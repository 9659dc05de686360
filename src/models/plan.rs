use serde::{Deserialize, Serialize};
use serde_json::{Map, Value};

use crate::models::event::{CalendarEventDraft, EventDateTime};

pub const DEFAULT_MAX_SUBTASKS: u32 = 3;

/// What the user wants planned, as read back by the model.
#[derive(Debug, Clone, PartialEq, Eq, Serialize)]
pub struct PlanExtraction {
    pub target_task: String,
    pub target_time: String,
    pub max_subtasks: u32,
}

impl PlanExtraction {
    /// Builds the triple from a model object. Keys are compared lower-cased
    /// so `Target Task`, `target_task` and `target task` all match.
    pub fn from_object(object: &Map<String, Value>) -> Result<Self, String> {
        let lowered: Map<String, Value> = object
            .iter()
            .map(|(k, v)| (k.trim().to_lowercase().replace([' ', '-'], "_"), v.clone()))
            .collect();

        let target_task = lookup_str(&lowered, &["target_task", "task"])
            .ok_or_else(|| "missing target_task".to_string())?;
        let target_time = lookup_str(&lowered, &["target_time", "deadline", "time"])
            .ok_or_else(|| "missing target_time".to_string())?;
        let max_subtasks = [
            "max_subtasks",
            "maximum_number_of_detailed_tasks",
            "maximum_number_of_detailed_task",
        ]
        .iter()
        .find_map(|key| lowered.get(*key))
        .and_then(|value| match value {
            Value::Number(n) => n.as_u64(),
            Value::String(s) => s.trim().parse().ok(),
            _ => None,
        })
        .filter(|n| *n > 0)
        .map(|n| n.min(u64::from(u32::MAX)) as u32)
        .unwrap_or(DEFAULT_MAX_SUBTASKS);

        Ok(Self {
            target_task,
            target_time,
            max_subtasks,
        })
    }
}

/// One dated step of a decomposed task.
#[derive(Debug, Clone, PartialEq, Eq, Serialize, Deserialize)]
pub struct Subtask {
    pub task: String,
    pub start: String,
    pub end: String,
    #[serde(rename = "timeZone")]
    pub time_zone: String,
}

impl Subtask {
    /// Reads a subtask from model output. Accepts flat `start`/`end` strings
    /// or nested `{dateTime, timeZone}` objects, and `summary` in place of
    /// `task`.
    pub fn from_value(value: &Value, default_time_zone: &str) -> Result<Self, String> {
        let object = value
            .as_object()
            .ok_or_else(|| format!("subtask is not an object: {value}"))?;
        let task = ["task", "summary", "summery", "title"]
            .iter()
            .find_map(|key| object.get(*key).and_then(Value::as_str))
            .unwrap_or_default()
            .trim()
            .to_string();

        let (start, start_zone) = read_time(object.get("start"))
            .ok_or_else(|| format!("subtask '{task}' has no start"))?;
        let (end, end_zone) = read_time(object.get("end"))
            .ok_or_else(|| format!("subtask '{task}' has no end"))?;
        let time_zone = object
            .get("timeZone")
            .or_else(|| object.get("timezone"))
            .and_then(Value::as_str)
            .map(str::to_string)
            .or(start_zone)
            .or(end_zone)
            .unwrap_or_else(|| default_time_zone.to_string());

        Ok(Self {
            task,
            start,
            end,
            time_zone,
        })
    }

    pub fn to_draft(&self) -> CalendarEventDraft {
        CalendarEventDraft {
            summary: self.task.clone(),
            location: None,
            description: None,
            start: EventDateTime {
                date_time: self.start.clone(),
                time_zone: self.time_zone.clone(),
            },
            end: EventDateTime {
                date_time: self.end.clone(),
                time_zone: self.time_zone.clone(),
            },
            attendees: Vec::new(),
        }
    }
}

/// A subtask after insertion, carrying the created event's link.
#[derive(Debug, Clone, PartialEq, Eq, Serialize)]
pub struct PlannedSubtask {
    #[serde(flatten)]
    pub subtask: Subtask,
    #[serde(skip_serializing_if = "Option::is_none")]
    pub url: Option<String>,
}

fn lookup_str(object: &Map<String, Value>, keys: &[&str]) -> Option<String> {
    keys.iter()
        .find_map(|key| object.get(*key))
        .and_then(|value| match value {
            Value::String(s) if !s.trim().is_empty() => Some(s.trim().to_string()),
            Value::Number(n) => Some(n.to_string()),
            _ => None,
        })
}

fn read_time(value: Option<&Value>) -> Option<(String, Option<String>)> {
    match value? {
        Value::String(s) => Some((s.trim().to_string(), None)),
        Value::Object(nested) => {
            let date_time = nested.get("dateTime").and_then(Value::as_str)?;
            let zone = nested
                .get("timeZone")
                .and_then(Value::as_str)
                .map(str::to_string);
            Some((date_time.trim().to_string(), zone))
        }
        _ => None,
    }
}

#[cfg(test)]
mod tests {
    use super::*;
    use serde_json::json;

    #[test]
    fn extraction_keys_are_case_insensitive() {
        let object = json!({
            "Target Task": "present a paper",
            "TARGET_TIME": "next Monday",
            "Maximum number of detailed tasks": "5"
        });
        let extraction = PlanExtraction::from_object(object.as_object().unwrap()).unwrap();
        assert_eq!(extraction.target_task, "present a paper");
        assert_eq!(extraction.target_time, "next Monday");
        assert_eq!(extraction.max_subtasks, 5);
    }

    #[test]
    fn extraction_defaults_to_three_subtasks() {
        let object = json!({"target_task": "move house", "target_time": "Friday"});
        let extraction = PlanExtraction::from_object(object.as_object().unwrap()).unwrap();
        assert_eq!(extraction.max_subtasks, DEFAULT_MAX_SUBTASKS);
    }

    #[test]
    fn extraction_requires_a_task() {
        let object = json!({"target_time": "Friday"});
        assert!(PlanExtraction::from_object(object.as_object().unwrap()).is_err());
    }

    #[test]
    fn subtask_reads_nested_times() {
        let value = json!({
            "summery": "Selecting a Paper",
            "start": {"dateTime": "2023-11-21T09:00:00+09:00", "timeZone": "Asia/Seoul"},
            "end": {"dateTime": "2023-11-21T12:00:00+09:00", "timeZone": "Asia/Seoul"}
        });
        let subtask = Subtask::from_value(&value, "UTC").unwrap();
        assert_eq!(subtask.task, "Selecting a Paper");
        assert_eq!(subtask.start, "2023-11-21T09:00:00+09:00");
        assert_eq!(subtask.time_zone, "Asia/Seoul");
    }

    #[test]
    fn planned_subtask_serializes_flat_with_url() {
        let planned = PlannedSubtask {
            subtask: Subtask {
                task: "Read".to_string(),
                start: "2023-11-21T09:00:00+09:00".to_string(),
                end: "2023-11-21T11:00:00+09:00".to_string(),
                time_zone: "Asia/Seoul".to_string(),
            },
            url: Some("https://calendar.example/e1".to_string()),
        };
        let value = serde_json::to_value(&planned).unwrap();
        assert_eq!(value["task"], "Read");
        assert_eq!(value["timeZone"], "Asia/Seoul");
        assert_eq!(value["url"], "https://calendar.example/e1");
    }
}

* [INSTRUCTIONS TO FOLLOW]: Return the data in full, exactly as it appears above.

* [SOLUTION BELOW]:
repository 9659dc05de686360
filename src/models/plan.rs
use serde::{Deserialize, Serialize};
use serde_json::{Map, Value};

use crate::models::event::{CalendarEventDraft, EventDateTime};

pub const DEFAULT_MAX_SUBTASKS: u32 = 3;

/// What the user wants planned, as read back by the model.
#[derive(Debug, Clone, PartialEq, Eq, Serialize)]
pub struct PlanExtraction {
    pub target_task: String,
    pub target_time: String,
    pub max_subtasks: u32,
}

impl PlanExtraction {
    /// Builds the triple from a model object. Keys are compared lower-cased
    /// so `Target Task`, `target_task` and `target task` all match.
    pub fn from_object(object: &Map<String, Value>) -> Result<Self, String> {
        let lowered: Map<String, Value> = object
            .iter()
            .map(|(k, v)| (k.trim().to_lowercase().replace([' ', '-'], "_"), v.clone()))
            .collect();

        let target_task = lookup_str(&lowered, &["target_task", "task"])
            .ok_or_else(|| "missing target_task".to_string())?;
        let target_time = lookup_str(&lowered, &["target_time", "deadline", "time"])
            .ok_or_else(|| "missing target_time".to_string())?;
        let max_subtasks = [
            "max_subtasks",
            "maximum_number_of_detailed_tasks",
            "maximum_number_of_detailed_task",
        ]
        .iter()
        .find_map(|key| lowered.get(*key))
        .and_then(|value| match value {
            Value::Number(n) => n.as_u64(),
            Value::String(s) => s.trim().parse().ok(),
            _ => None,
        })
        .filter(|n| *n > 0)
        .map(|n| n.min(u64::from(u32::MAX)) as u32)
        .unwrap_or(DEFAULT_MAX_SUBTASKS);

        Ok(Self {
            target_task,
            target_time,
            max_subtasks,
        })
    }
}

/// One dated step of a decomposed task.
#[derive(Debug, Clone, PartialEq, Eq, Serialize, Deserialize)]
pub struct Subtask {
    pub task: String,
    pub start: String,
    pub end: String,
    #[serde(rename = "timeZone")]
    pub time_zone: String,
}

impl Subtask {
    /// Reads a subtask from model output. Accepts flat `start`/`end` strings
    /// or nested `{dateTime, timeZone}` objects, and `summary` in place of
    /// `task`.
    pub fn from_value(value: &Value, default_time_zone: &str) -> Result<Self, String> {
        let object = value
            .as_object()
            .ok_or_else(|| format!("subtask is not an object: {value}"))?;
        let task = ["task", "summary", "summery", "title"]
            .iter()
            .find_map(|key| object.get(*key).and_then(Value::as_str))
            .unwrap_or_default()
            .trim()
            .to_string();

        let (start, start_zone) = read_time(object.get("start"))
            .ok_or_else(|| format!("subtask '{task}' has no start"))?;
        let (end, end_zone) = read_time(object.get("end"))
            .ok_or_else(|| format!("subtask '{task}' has no end"))?;
        let time_zone = object
            .get("timeZone")
            .or_else(|| object.get("timezone"))
            .and_then(Value::as_str)
            .map(str::to_string)
            .or(start_zone)
            .or(end_zone)
            .unwrap_or_else(|| default_time_zone.to_string());

        Ok(Self {
            task,
            start,
            end,
            time_zone,
        })
    }

    pub fn to_draft(&self) -> CalendarEventDraft {
        CalendarEventDraft {
            summary: self.task.clone(),
            location: None,
            description: None,
            start: EventDateTime {
                date_time: self.start.clone(),
                time_zone: self.time_zone.clone(),
            },
            end: EventDateTime {
                date_time: self.end.clone(),
                time_zone: self.time_zone.clone(),
            },
            attendees: Vec::new(),
        }
    }
}

/// A subtask after insertion, carrying the created event's link.
#[derive(Debug, Clone, PartialEq, Eq, Serialize)]
pub struct PlannedSubtask {
    #[serde(flatten)]
    pub subtask: Subtask,
    #[serde(skip_serializing_if = "Option::is_none")]
    pub url: Option<String>,
}

fn lookup_str(object: &Map<String, Value>, keys: &[&str]) -> Option<String> {
    keys.iter()
        .find_map(|key| object.get(*key))
        .and_then(|value| match value {
            Value::String(s) if !s.trim().is_empty() => Some(s.trim().to_string()),
            Value::Number(n) => Some(n.to_string()),
            _ => None,
        })
}

fn read_time(value: Option<&Value>) -> Option<(String, Option<String>)> {
    match value? {
        Value::String(s) => Some((s.trim().to_string(), None)),
        Value::Object(nested) => {
            let date_time = nested.get("dateTime").and_then(Value::as_str)?;
            let zone = nested
                .get("timeZone")
                .and_then(Value::as_str)
                .map(str::to_string);
            Some((date_time.trim().to_string(), zone))
        }
        _ => None,
    }
}

#[cfg(test)]
mod tests {
    use super::*;
    use serde_json::json;

    #[test]
    fn extraction_keys_are_case_insensitive() {
        let object = json!({
            "Target Task": "present a paper",
            "TARGET_TIME": "next Monday",
            "Maximum number of detailed tasks": "5"
        });
        let extraction = PlanExtraction::from_object(object.as_object().unwrap()).unwrap();
        assert_eq!(extraction.target_task, "present a paper");
        assert_eq!(extraction.target_time, "next Monday");
        assert_eq!(extraction.max_subtasks, 5);
    }

    #[test]
    fn extraction_defaults_to_three_subtasks() {
        let object = json!({"target_task": "move house", "target_time": "Friday"});
        let extraction = PlanExtraction::from_object(object.as_object().unwrap()).unwrap();
        assert_eq!(extraction.max_subtasks, DEFAULT_MAX_SUBTASKS);
    }

    #[test]
    fn extraction_requires_a_task() {
        let object = json!({"target_time": "Friday"});
        assert!(PlanExtraction::from_object(object.as_object().unwrap()).is_err());
    }

    #[test]
    fn subtask_reads_nested_times() {
        let value = json!({
            "summery": "Selecting a Paper",
            "start": {"dateTime": "2023-11-21T09:00:00+09:00", "timeZone": "Asia/Seoul"},
            "end": {"dateTime": "2023-11-21T12:00:00+09:00", "timeZone": "Asia/Seoul"}
        });
        let subtask = Subtask::from_value(&value, "UTC").unwrap();
        assert_eq!(subtask.task, "Selecting a Paper");
        assert_eq!(subtask.start, "2023-11-21T09:00:00+09:00");
        assert_eq!(subtask.time_zone, "Asia/Seoul");
    }

    #[test]
    fn planned_subtask_serializes_flat_with_url() {
        let planned = PlannedSubtask {
            subtask: Subtask {
                task: "Read".to_string(),
                start: "2023-11-21T09:00:00+09:00".to_string(),
                end: "2023-11-21T11:00:00+09:00".to_string(),
                time_zone: "Asia/Seoul".to_string(),
            },
            url: Some("https://calendar.example/e1".to_string()),
        };
        let value = serde_json::to_value(&planned).unwrap();
        assert_eq!(value["task"], "Read");
        assert_eq!(value["timeZone"], "Asia/Seoul");
        assert_eq!(value["url"], "https://calendar.example/e1");
    }
}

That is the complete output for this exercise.